= MATERIAL FOR THE TASK =
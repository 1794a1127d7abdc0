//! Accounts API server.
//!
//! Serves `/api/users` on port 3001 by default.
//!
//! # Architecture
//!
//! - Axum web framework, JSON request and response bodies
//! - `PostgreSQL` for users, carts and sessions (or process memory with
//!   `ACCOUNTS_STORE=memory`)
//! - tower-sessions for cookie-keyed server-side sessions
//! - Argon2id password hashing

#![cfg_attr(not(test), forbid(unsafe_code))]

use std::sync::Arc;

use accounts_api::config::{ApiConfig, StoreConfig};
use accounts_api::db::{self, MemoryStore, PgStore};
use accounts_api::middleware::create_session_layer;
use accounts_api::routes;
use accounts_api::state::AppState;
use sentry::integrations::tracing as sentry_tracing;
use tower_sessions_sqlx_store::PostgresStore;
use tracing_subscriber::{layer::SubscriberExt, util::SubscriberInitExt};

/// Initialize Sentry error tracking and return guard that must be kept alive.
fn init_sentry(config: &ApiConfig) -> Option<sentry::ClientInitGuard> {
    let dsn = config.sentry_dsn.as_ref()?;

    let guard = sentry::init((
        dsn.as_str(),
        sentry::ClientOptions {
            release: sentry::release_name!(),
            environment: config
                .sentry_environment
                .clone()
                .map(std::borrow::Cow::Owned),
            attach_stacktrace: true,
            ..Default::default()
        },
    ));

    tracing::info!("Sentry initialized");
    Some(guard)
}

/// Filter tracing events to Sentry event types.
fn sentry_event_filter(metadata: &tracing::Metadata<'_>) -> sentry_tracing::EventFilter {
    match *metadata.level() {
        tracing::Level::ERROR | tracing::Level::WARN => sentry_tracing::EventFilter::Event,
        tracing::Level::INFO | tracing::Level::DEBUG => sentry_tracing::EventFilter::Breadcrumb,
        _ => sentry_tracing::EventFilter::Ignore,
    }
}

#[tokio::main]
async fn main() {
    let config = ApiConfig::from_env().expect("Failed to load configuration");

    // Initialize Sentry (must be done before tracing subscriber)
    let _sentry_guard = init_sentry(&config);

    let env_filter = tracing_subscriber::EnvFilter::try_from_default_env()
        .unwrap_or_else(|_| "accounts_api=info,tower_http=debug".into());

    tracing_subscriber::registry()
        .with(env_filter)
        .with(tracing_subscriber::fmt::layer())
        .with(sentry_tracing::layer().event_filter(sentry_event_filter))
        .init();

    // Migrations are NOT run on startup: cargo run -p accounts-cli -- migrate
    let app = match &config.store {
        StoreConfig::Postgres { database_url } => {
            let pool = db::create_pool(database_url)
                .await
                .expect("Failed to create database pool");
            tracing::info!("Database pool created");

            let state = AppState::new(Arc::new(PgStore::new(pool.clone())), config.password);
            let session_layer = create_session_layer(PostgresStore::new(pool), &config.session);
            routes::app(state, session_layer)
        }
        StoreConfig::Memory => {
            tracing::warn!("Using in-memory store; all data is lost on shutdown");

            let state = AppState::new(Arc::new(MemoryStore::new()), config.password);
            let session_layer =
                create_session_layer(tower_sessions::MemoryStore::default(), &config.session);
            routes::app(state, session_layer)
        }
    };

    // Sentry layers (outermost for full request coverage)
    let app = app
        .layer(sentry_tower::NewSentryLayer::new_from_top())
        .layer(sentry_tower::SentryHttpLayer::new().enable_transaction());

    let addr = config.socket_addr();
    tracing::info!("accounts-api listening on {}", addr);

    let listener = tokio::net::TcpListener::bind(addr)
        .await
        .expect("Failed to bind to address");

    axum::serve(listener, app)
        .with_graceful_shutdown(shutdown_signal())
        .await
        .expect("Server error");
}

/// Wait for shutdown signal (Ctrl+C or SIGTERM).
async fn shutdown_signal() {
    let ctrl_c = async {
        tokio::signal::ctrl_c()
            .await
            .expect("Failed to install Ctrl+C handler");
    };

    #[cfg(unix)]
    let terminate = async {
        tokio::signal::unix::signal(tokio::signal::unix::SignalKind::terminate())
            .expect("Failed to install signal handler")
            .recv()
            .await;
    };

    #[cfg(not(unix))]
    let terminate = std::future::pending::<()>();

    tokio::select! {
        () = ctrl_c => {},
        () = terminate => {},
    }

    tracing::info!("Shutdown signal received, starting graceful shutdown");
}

* * *

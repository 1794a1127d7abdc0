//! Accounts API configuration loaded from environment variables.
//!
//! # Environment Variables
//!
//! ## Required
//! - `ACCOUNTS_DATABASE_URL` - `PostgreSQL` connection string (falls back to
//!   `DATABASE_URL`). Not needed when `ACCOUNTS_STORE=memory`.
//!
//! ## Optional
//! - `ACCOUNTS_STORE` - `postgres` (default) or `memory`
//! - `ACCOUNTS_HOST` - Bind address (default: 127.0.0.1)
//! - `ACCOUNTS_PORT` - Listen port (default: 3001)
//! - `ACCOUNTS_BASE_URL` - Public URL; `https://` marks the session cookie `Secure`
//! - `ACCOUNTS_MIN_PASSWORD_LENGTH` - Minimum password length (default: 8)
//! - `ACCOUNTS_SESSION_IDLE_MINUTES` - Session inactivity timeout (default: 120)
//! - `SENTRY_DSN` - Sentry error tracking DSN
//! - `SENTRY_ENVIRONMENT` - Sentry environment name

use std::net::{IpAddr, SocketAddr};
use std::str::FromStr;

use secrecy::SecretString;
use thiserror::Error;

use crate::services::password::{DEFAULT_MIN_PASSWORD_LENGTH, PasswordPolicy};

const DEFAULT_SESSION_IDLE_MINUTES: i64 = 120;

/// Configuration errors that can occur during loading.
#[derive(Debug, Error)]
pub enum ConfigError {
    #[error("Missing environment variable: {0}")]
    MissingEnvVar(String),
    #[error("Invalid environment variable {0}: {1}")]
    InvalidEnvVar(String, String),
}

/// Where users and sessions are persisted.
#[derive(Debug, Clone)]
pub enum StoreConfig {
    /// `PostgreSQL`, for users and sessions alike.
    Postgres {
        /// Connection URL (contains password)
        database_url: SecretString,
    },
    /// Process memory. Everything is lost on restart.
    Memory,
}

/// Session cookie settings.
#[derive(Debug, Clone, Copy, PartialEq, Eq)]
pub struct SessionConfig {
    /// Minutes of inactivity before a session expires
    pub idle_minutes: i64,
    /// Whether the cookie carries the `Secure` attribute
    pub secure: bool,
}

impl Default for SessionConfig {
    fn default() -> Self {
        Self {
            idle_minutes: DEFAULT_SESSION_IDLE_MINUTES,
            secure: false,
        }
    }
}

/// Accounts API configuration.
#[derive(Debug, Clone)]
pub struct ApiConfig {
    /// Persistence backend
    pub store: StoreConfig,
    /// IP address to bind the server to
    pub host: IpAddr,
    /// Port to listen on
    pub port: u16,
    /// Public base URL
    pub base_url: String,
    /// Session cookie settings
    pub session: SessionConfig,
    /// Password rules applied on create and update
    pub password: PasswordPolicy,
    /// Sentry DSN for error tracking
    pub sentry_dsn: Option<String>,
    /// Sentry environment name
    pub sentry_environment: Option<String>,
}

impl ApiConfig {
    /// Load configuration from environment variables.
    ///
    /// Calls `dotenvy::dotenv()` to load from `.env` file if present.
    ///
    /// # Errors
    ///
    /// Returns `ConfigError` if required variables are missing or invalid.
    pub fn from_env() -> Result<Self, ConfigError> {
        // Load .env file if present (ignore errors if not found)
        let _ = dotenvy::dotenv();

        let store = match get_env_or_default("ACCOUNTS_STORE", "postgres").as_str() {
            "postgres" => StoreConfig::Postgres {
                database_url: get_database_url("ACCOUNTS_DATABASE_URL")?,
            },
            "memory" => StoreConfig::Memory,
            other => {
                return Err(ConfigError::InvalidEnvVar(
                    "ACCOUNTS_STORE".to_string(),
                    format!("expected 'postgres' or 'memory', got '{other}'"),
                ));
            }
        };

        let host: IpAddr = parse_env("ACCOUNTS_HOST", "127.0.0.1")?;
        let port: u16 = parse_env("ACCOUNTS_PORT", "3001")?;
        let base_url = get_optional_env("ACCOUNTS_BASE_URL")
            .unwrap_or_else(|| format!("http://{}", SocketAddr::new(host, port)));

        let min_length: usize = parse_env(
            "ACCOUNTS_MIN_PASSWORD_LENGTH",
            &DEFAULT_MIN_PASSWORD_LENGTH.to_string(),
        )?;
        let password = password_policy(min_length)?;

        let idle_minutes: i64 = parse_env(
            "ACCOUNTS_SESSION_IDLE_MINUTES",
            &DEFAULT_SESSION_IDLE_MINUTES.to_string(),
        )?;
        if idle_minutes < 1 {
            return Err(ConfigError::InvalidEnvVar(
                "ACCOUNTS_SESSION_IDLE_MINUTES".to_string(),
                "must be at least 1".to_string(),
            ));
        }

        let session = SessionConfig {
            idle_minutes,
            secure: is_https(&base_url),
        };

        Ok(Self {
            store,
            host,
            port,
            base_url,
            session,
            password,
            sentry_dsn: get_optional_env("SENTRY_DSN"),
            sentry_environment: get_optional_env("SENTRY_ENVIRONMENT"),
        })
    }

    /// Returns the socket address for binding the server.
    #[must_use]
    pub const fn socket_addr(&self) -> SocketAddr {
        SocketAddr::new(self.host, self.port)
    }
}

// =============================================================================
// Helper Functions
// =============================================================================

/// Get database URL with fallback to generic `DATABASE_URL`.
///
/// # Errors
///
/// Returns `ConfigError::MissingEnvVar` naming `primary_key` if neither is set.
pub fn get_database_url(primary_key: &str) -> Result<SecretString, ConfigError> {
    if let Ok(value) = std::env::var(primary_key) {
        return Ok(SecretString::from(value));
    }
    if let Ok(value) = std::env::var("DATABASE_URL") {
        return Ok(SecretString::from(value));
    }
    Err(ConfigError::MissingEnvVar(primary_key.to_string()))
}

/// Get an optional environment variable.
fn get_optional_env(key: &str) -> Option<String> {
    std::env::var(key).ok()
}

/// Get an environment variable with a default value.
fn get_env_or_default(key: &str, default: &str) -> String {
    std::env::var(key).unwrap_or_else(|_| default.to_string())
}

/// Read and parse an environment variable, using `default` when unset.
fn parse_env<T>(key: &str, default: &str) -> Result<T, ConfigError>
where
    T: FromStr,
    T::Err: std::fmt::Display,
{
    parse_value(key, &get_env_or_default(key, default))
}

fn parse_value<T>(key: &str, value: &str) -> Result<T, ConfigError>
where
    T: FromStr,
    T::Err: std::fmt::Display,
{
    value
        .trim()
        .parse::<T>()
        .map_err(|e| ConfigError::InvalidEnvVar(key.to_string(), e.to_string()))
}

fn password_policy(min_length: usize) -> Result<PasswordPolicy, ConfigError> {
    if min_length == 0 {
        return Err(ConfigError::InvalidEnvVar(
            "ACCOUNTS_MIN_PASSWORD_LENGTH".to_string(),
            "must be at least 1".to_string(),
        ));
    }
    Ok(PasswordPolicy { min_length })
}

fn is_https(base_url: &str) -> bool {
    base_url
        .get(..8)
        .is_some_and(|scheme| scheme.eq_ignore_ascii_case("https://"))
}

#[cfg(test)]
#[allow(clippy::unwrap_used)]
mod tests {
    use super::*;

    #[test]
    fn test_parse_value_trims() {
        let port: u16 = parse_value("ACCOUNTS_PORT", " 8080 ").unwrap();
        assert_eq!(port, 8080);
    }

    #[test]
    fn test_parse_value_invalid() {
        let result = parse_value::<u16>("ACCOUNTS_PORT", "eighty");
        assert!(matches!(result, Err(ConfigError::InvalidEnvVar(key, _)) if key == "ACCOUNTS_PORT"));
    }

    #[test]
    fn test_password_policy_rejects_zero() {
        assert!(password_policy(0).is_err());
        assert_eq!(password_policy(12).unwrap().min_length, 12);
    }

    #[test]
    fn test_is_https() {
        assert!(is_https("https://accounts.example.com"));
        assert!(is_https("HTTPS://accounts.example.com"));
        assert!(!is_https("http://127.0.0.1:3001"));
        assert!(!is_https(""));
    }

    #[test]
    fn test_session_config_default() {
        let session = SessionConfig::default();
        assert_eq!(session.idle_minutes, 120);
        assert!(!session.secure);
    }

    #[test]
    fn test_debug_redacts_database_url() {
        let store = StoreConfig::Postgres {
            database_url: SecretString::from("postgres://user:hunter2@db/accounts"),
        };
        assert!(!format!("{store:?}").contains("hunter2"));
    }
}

---

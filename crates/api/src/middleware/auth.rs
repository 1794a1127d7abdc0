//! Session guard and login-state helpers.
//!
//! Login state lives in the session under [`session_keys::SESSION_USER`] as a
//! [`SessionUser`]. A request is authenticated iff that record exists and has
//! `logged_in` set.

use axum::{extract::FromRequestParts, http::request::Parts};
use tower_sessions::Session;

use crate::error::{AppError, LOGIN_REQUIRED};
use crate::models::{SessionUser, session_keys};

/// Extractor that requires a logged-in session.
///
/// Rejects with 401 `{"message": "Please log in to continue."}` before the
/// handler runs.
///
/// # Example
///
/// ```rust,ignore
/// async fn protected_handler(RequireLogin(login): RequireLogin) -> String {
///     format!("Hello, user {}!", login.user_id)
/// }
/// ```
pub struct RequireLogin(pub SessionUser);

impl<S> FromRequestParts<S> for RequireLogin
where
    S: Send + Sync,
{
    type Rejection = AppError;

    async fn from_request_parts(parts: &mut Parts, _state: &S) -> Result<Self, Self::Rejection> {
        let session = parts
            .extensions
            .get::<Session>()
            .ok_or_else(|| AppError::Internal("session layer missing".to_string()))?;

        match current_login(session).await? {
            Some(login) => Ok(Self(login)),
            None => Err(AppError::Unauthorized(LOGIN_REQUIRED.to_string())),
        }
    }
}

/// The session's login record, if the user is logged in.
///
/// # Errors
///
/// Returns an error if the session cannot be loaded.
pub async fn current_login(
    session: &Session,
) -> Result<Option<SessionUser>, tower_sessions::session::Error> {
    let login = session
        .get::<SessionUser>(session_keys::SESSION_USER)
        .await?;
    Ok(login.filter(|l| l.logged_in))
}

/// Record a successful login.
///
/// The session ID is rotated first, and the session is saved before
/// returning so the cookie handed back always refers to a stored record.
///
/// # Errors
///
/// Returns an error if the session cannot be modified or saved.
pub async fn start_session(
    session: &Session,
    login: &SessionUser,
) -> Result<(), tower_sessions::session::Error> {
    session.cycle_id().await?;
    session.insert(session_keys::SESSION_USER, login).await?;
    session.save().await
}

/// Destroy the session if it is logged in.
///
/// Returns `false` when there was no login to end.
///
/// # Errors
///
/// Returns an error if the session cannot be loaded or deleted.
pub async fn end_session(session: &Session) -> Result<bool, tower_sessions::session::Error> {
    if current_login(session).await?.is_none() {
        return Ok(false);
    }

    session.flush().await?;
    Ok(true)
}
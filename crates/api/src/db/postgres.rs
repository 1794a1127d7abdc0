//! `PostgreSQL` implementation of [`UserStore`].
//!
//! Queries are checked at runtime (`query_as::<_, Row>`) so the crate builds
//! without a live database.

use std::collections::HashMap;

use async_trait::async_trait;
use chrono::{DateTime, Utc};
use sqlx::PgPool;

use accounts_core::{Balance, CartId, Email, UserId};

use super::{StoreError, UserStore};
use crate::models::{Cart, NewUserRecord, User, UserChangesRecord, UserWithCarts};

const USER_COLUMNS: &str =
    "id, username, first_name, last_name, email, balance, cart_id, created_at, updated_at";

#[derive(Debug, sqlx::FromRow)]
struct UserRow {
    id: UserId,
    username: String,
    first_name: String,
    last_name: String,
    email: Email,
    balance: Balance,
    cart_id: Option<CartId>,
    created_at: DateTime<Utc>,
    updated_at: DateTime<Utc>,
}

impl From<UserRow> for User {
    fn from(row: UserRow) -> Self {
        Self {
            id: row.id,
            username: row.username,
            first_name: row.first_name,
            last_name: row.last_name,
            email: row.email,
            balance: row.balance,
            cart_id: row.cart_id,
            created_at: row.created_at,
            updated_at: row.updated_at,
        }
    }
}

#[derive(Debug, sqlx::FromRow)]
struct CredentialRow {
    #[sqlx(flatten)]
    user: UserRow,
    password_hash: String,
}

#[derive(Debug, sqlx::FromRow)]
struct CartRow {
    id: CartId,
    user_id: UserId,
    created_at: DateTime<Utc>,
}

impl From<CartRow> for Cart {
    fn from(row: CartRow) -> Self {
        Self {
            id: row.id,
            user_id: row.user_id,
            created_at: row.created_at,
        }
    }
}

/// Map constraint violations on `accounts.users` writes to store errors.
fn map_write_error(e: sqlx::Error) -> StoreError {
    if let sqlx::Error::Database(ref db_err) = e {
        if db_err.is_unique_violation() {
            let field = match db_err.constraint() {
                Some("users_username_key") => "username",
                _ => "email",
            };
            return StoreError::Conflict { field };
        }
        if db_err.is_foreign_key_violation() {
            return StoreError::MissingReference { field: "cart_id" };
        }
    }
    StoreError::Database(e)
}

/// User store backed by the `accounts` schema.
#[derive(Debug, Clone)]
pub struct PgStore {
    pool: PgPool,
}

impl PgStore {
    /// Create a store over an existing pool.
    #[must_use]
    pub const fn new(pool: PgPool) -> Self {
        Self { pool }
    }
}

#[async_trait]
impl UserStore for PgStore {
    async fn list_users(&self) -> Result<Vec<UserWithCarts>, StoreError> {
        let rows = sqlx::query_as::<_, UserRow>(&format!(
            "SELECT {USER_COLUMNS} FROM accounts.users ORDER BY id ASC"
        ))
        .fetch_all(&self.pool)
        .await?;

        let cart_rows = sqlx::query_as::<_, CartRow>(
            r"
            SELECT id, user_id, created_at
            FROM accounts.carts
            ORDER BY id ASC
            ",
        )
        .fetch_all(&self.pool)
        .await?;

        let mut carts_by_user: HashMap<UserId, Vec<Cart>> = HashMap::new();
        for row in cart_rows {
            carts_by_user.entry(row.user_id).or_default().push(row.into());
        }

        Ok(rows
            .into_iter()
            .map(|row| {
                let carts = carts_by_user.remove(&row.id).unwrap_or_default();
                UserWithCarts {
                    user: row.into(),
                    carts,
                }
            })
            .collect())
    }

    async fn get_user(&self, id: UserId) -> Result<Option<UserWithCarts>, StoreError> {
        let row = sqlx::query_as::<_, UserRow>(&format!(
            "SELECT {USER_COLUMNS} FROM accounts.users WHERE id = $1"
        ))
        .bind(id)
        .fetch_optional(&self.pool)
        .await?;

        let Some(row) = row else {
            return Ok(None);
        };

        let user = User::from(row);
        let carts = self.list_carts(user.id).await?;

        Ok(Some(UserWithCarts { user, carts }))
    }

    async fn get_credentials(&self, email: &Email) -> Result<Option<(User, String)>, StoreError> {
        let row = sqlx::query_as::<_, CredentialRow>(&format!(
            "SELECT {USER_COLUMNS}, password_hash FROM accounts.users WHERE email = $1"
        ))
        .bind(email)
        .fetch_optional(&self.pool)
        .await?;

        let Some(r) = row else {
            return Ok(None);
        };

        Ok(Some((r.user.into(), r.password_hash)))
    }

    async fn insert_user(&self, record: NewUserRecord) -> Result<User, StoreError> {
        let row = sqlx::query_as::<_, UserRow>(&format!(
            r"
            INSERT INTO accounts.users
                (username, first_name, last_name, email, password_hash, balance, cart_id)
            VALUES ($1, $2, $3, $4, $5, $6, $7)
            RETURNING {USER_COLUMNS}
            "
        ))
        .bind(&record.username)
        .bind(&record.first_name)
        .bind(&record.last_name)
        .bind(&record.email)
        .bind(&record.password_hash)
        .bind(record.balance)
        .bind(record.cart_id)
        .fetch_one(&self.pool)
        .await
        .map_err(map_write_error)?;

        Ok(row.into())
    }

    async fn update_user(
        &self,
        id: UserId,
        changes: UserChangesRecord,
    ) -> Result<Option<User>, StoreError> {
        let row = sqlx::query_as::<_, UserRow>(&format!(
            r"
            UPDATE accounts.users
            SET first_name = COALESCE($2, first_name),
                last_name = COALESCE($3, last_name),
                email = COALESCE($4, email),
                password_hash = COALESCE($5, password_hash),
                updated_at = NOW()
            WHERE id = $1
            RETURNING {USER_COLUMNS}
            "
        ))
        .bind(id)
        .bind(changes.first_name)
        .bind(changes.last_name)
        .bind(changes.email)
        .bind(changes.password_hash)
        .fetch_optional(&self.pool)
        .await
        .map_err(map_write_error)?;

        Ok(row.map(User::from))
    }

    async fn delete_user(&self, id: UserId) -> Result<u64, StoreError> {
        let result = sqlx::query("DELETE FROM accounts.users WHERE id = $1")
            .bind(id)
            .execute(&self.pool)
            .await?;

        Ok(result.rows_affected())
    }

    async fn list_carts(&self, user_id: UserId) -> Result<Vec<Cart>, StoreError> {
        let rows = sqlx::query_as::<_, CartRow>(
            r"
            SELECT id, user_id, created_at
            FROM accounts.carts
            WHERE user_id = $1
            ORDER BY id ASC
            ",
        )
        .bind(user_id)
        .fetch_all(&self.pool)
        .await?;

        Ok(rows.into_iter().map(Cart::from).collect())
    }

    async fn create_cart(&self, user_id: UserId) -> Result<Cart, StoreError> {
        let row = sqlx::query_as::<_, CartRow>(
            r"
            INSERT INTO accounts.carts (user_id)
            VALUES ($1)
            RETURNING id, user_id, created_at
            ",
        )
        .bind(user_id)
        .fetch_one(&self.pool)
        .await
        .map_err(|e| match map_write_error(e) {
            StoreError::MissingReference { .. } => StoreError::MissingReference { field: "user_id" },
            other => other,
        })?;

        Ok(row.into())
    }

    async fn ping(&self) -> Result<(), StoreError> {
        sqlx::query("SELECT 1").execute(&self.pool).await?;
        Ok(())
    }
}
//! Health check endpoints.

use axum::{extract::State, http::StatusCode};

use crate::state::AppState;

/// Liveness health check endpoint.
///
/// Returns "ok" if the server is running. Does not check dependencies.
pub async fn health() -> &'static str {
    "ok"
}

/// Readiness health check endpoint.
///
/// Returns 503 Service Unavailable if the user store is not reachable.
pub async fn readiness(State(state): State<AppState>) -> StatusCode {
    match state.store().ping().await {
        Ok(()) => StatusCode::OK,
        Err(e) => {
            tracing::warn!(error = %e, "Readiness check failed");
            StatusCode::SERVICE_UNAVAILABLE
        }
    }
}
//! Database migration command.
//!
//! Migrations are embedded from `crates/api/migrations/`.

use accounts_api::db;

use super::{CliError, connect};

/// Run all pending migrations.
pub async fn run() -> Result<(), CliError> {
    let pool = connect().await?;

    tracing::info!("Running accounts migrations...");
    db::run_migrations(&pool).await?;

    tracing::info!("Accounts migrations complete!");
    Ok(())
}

= BRIEF =
Write down how many lines of the data above carry the word "tokio". Nothing else belongs in the answer.

= RESULT BELOW =
5